Task brief:
Could you copy every line of the data that contains "ExperienceParams"?
(Information supplied Opens)
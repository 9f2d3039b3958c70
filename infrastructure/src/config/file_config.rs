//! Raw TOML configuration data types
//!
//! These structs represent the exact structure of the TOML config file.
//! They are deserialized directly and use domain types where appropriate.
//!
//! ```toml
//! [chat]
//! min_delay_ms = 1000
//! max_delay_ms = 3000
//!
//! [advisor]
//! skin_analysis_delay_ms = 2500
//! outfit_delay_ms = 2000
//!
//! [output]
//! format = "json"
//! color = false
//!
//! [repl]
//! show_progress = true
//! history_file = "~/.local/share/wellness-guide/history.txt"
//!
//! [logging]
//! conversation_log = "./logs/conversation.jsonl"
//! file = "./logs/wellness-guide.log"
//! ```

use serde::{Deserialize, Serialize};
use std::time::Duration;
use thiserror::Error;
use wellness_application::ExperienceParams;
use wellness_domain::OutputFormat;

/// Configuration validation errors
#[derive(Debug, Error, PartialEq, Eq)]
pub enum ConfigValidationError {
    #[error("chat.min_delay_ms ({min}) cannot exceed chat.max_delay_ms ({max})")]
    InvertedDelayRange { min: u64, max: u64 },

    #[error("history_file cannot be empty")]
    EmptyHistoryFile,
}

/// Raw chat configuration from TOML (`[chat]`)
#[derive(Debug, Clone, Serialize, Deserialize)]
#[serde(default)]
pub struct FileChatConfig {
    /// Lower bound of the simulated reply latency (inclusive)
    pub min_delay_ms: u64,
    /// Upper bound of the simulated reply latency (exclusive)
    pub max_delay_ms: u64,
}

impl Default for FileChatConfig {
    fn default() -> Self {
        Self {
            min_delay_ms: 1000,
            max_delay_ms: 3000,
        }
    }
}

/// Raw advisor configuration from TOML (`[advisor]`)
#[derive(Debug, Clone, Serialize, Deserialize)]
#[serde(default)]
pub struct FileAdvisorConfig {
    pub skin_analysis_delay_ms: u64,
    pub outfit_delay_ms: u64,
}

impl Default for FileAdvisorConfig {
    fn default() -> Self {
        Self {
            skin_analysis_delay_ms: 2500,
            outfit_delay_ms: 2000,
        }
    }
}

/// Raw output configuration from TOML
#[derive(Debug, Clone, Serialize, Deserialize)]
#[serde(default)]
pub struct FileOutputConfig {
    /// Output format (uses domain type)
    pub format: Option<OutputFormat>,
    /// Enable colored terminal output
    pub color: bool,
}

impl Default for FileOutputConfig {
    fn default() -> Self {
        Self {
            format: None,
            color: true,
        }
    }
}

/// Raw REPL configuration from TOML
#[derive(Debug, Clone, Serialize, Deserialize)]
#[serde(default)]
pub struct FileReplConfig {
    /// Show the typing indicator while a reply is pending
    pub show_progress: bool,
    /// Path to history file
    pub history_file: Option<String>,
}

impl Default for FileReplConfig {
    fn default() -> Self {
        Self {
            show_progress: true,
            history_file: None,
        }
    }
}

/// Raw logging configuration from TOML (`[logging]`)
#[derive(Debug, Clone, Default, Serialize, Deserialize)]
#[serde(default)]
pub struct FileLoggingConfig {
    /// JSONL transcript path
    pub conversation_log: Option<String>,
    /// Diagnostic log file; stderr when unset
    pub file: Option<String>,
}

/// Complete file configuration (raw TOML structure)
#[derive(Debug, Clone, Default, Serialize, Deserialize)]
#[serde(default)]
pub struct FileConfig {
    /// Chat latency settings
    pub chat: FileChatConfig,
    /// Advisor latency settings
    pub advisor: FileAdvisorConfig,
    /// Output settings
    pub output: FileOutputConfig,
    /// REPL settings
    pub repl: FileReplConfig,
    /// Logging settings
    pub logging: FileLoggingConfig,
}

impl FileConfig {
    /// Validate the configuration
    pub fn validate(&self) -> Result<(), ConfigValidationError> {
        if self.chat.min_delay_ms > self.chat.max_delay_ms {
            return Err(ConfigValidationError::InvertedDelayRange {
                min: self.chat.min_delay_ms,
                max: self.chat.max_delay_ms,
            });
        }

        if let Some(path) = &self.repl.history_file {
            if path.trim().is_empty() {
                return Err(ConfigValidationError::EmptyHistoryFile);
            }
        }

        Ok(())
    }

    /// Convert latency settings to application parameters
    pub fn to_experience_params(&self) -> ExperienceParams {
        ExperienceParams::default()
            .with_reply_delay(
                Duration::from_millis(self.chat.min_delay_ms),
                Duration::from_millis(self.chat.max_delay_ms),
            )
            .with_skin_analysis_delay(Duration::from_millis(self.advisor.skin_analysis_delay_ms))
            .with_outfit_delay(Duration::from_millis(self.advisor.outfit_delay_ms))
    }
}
(Information supplied Closes)
Your solution:
use wellness_application::ExperienceParams;
    pub fn to_experience_params(&self) -> ExperienceParams {
        ExperienceParams::default()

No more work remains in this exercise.